Consumers went big in 2017 and took advantage of the holiday deals for Christmas.

With the astronomical number of store closures in the retail industry this year, you’d assume that holiday spending would see a bit of a hit too. But thanks to high consumer confidence, low unemployment, pretty favorable weather, and holiday deals, the opposite was true.
According to a sale report issued by Mastercard SpendingPulse, retail spending rose 6.6 percent between October 28th and Christmas day over the same period last year, and a huge improvement over the last four years.
Spending was up on everything except gasoline—did everyone stay home for the holiday?—with online sales once again outpacing brick-and-mortar sales 11 percent to 5.4 percent.
Key to this was company’s expanded efforts to get the message about their holiday deals out early and often. Last minute shopping—as well as last-minute holiday deals—drove huge spending right before Christmas as well.
Check out these other interesting stats from this holiday spending season.
- According to the U.S. Department of Commerce, consumer spending jumped $87.1 billion in November alone.
- Electronics and appliances had the best year category-wise, jumping 11.8 percent over last year.
- Home goods in general saw the strongest growth in the last decade, up 7.5 percent.
- Holiday deals on home furniture and other furnishings buoyed sales 5.1 percent over this time a year ago.
- Heavy early-season promotions for holiday deals worked their magic, with the first three weeks of November delivering significant sales increases.
- Last-minute shopping drove the consumer spending spree late into the holiday season.
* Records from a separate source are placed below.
//! Event type definitions for the event bus.
//!
//! Events are grouped by category. They are cloneable and serializable so
//! they can be logged or replayed by a front end.

use serde::{Deserialize, Serialize};

/// Root event enum for all application events
#[derive(Debug, Clone, PartialEq, Serialize, Deserialize)]
pub enum AppEvent {
    /// Transient text shown to the operator
    Status(StatusEvent),
    /// Interaction mode transitions
    Mode(ModeEvent),
    /// Spatial and attribute query outcomes
    Query(QueryEvent),
    /// Layer loading and styling
    Layer(LayerEvent),
    /// Buffer and route analysis
    Analysis(AnalysisEvent),
}

impl AppEvent {
    /// Get the category of this event
    pub fn category(&self) -> EventCategory {
        match self {
            AppEvent::Status(_) => EventCategory::Status,
            AppEvent::Mode(_) => EventCategory::Mode,
            AppEvent::Query(_) => EventCategory::Query,
            AppEvent::Layer(_) => EventCategory::Layer,
            AppEvent::Analysis(_) => EventCategory::Analysis,
        }
    }

    /// Get a short description of this event for logging
    pub fn description(&self) -> String {
        match self {
            AppEvent::Status(e) => e.description(),
            AppEvent::Mode(e) => e.description(),
            AppEvent::Query(e) => e.description(),
            AppEvent::Layer(e) => e.description(),
            AppEvent::Analysis(e) => e.description(),
        }
    }
}

/// Event category for filtering
#[derive(Debug, Clone, Copy, PartialEq, Eq, Hash, Serialize, Deserialize)]
pub enum EventCategory {
    /// Status, tooltip and pointer readout events.
    Status,
    /// Mode transition events.
    Mode,
    /// Query outcome events.
    Query,
    /// Layer events.
    Layer,
    /// Analysis events.
    Analysis,
}

impl std::fmt::Display for EventCategory {
    fn fmt(&self, f: &mut std::fmt::Formatter<'_>) -> std::fmt::Result {
        match self {
            EventCategory::Status => write!(f, "Status"),
            EventCategory::Mode => write!(f, "Mode"),
            EventCategory::Query => write!(f, "Query"),
            EventCategory::Layer => write!(f, "Layer"),
            EventCategory::Analysis => write!(f, "Analysis"),
        }
    }
}

/// Severity of a status message, used for coloring the toast
#[derive(Debug, Clone, Copy, PartialEq, Eq, Serialize, Deserialize, Default)]
pub enum StatusLevel {
    /// Neutral information.
    #[default]
    Info,
    /// An operation completed.
    Success,
    /// Something needs attention but nothing failed.
    Warning,
    /// An operation failed.
    Error,
}

/// Status presenter events
#[derive(Debug, Clone, PartialEq, Serialize, Deserialize)]
pub enum StatusEvent {
    /// Toast message in the status area.
    Toast {
        /// Message text.
        text: String,
        /// Severity.
        level: StatusLevel,
    },
    /// Help text following the cursor; `position` of `None` hides it.
    Tooltip {
        /// Tooltip text.
        text: String,
        /// Map coordinate the tooltip is anchored to.
        position: Option<(f64, f64)>,
    },
    /// Pointer position readout in longitude/latitude.
    PointerPosition {
        /// Longitude in degrees.
        lon: f64,
        /// Latitude in degrees.
        lat: f64,
    },
    /// Cursor icon changed.
    Cursor {
        /// CSS-style cursor name.
        cursor: String,
    },
    /// Loading indicator visibility.
    Loading {
        /// Whether any layer is loading.
        active: bool,
    },
}

impl StatusEvent {
    /// Get a description of the event
    pub fn description(&self) -> String {
        match self {
            StatusEvent::Toast { text, level } => format!("{:?}: {}", level, text),
            StatusEvent::Tooltip { text, position } => match position {
                Some(_) => format!("Tooltip: {}", text),
                None => "Tooltip hidden".to_string(),
            },
            StatusEvent::PointerPosition { lon, lat } => {
                format!("Pointer at {:.4}, {:.4}", lon, lat)
            }
            StatusEvent::Cursor { cursor } => format!("Cursor: {}", cursor),
            StatusEvent::Loading { active } => {
                if *active {
                    "Loading".to_string()
                } else {
                    "Idle".to_string()
                }
            }
        }
    }
}

/// Mode coordinator events
#[derive(Debug, Clone, PartialEq, Serialize, Deserialize)]
pub enum ModeEvent {
    /// A mode became current.
    Activated {
        /// Mode name.
        mode: String,
        /// Activation epoch after the transition.
        epoch: u64,
    },
    /// A mode stopped being current.
    Deactivated {
        /// Mode name.
        mode: String,
    },
    /// An async result arrived after its mode was left and was dropped.
    StaleResultDiscarded {
        /// What kind of task produced the result.
        task: String,
    },
}

impl ModeEvent {
    /// Get a description of the event
    pub fn description(&self) -> String {
        match self {
            ModeEvent::Activated { mode, epoch } => {
                format!("Mode {} active (epoch {})", mode, epoch)
            }
            ModeEvent::Deactivated { mode } => format!("Mode {} inactive", mode),
            ModeEvent::StaleResultDiscarded { task } => format!("Discarded stale {} result", task),
        }
    }
}

/// Query outcome events
#[derive(Debug, Clone, PartialEq, Serialize, Deserialize)]
pub enum QueryEvent {
    /// A click hit a feature.
    PointHit {
        /// Owning layer.
        layer_id: String,
        /// Feature identifier, if the service provided one.
        feature_id: Option<String>,
    },
    /// A click hit nothing.
    PointMiss,
    /// Raster point query returned text.
    RasterInfo {
        /// Queried raster layer.
        layer_id: String,
    },
    /// Box query finished.
    BoxCompleted {
        /// Total matched features.
        total: usize,
        /// Distinct layers with matches.
        layers: usize,
    },
    /// Attribute query finished.
    AttributeCompleted {
        /// Queried layer.
        layer_id: String,
        /// Number of matches.
        matches: usize,
    },
    /// A result set was cleared.
    Cleared {
        /// Name of the cleared highlight channel.
        channel: String,
    },
}

impl QueryEvent {
    /// Get a description of the event
    pub fn description(&self) -> String {
        match self {
            QueryEvent::PointHit { layer_id, .. } => format!("Hit feature in {}", layer_id),
            QueryEvent::PointMiss => "No feature under pointer".to_string(),
            QueryEvent::RasterInfo { layer_id } => format!("Raster info from {}", layer_id),
            QueryEvent::BoxCompleted { total, layers } => {
                format!("Box query: {} features in {} layers", total, layers)
            }
            QueryEvent::AttributeCompleted { layer_id, matches } => {
                format!("Attribute query on {}: {} matches", layer_id, matches)
            }
            QueryEvent::Cleared { channel } => format!("Cleared {}", channel),
        }
    }
}

/// Layer events
#[derive(Debug, Clone, PartialEq, Serialize, Deserialize)]
pub enum LayerEvent {
    /// Feature request sent.
    LoadStarted {
        /// Layer identifier.
        layer_id: String,
    },
    /// Feature request finished.
    LoadFinished {
        /// Layer identifier.
        layer_id: String,
        /// Features added by this request.
        added: usize,
    },
    /// Feature request failed.
    LoadFailed {
        /// Layer identifier.
        layer_id: String,
        /// Failure description.
        reason: String,
    },
    /// Visibility toggled.
    VisibilityChanged {
        /// Layer identifier.
        layer_id: String,
        /// New visibility.
        visible: bool,
    },
    /// Color or opacity changed.
    StyleChanged {
        /// Layer identifier.
        layer_id: String,
    },
}

impl LayerEvent {
    /// Get a description of the event
    pub fn description(&self) -> String {
        match self {
            LayerEvent::LoadStarted { layer_id } => format!("Loading {}", layer_id),
            LayerEvent::LoadFinished { layer_id, added } => {
                format!("Loaded {} features into {}", added, layer_id)
            }
            LayerEvent::LoadFailed { layer_id, reason } => {
                format!("Loading {} failed: {}", layer_id, reason)
            }
            LayerEvent::VisibilityChanged { layer_id, visible } => {
                format!("{} visible={}", layer_id, visible)
            }
            LayerEvent::StyleChanged { layer_id } => format!("{} restyled", layer_id),
        }
    }
}

/// Analysis events
#[derive(Debug, Clone, PartialEq, Serialize, Deserialize)]
pub enum AnalysisEvent {
    /// Buffers produced.
    BufferCompleted {
        /// Source layer.
        layer_id: String,
        /// Number of buffer polygons.
        count: usize,
    },
    /// Buffer output cleared.
    BufferCleared,
    /// Route applied.
    RouteCompleted {
        /// Distance in kilometers.
        distance_km: f64,
        /// Duration in minutes.
        duration_min: u64,
    },
    /// Route request failed.
    RouteFailed {
        /// Failure description.
        reason: String,
    },
    /// Route and picked points cleared.
    RouteCleared,
}

impl AnalysisEvent {
    /// Get a description of the event
    pub fn description(&self) -> String {
        match self {
            AnalysisEvent::BufferCompleted { layer_id, count } => {
                format!("{} buffers around {}", count, layer_id)
            }
            AnalysisEvent::BufferCleared => "Buffers cleared".to_string(),
            AnalysisEvent::RouteCompleted {
                distance_km,
                duration_min,
            } => format!("Route {:.2} km, {} min", distance_km, duration_min),
            AnalysisEvent::RouteFailed { reason } => format!("Route failed: {}", reason),
            AnalysisEvent::RouteCleared => "Route cleared".to_string(),
        }
    }
}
The last Saturday before Christmas was second only to the post-Thanksgiving Black Friday in terms of single-day spending.
- Jewelry sales rose 5.9 percent, largely driven by last-minute sales.
- Amazon led with record-breaking sales in the 2017 holiday season: consumers ordered more than one billion items worldwide.

Now that online has firmly established its dominance over brick-and-mortar in the holiday sales category, how will brick and mortar keep up? Maye 2018 will hold the answers.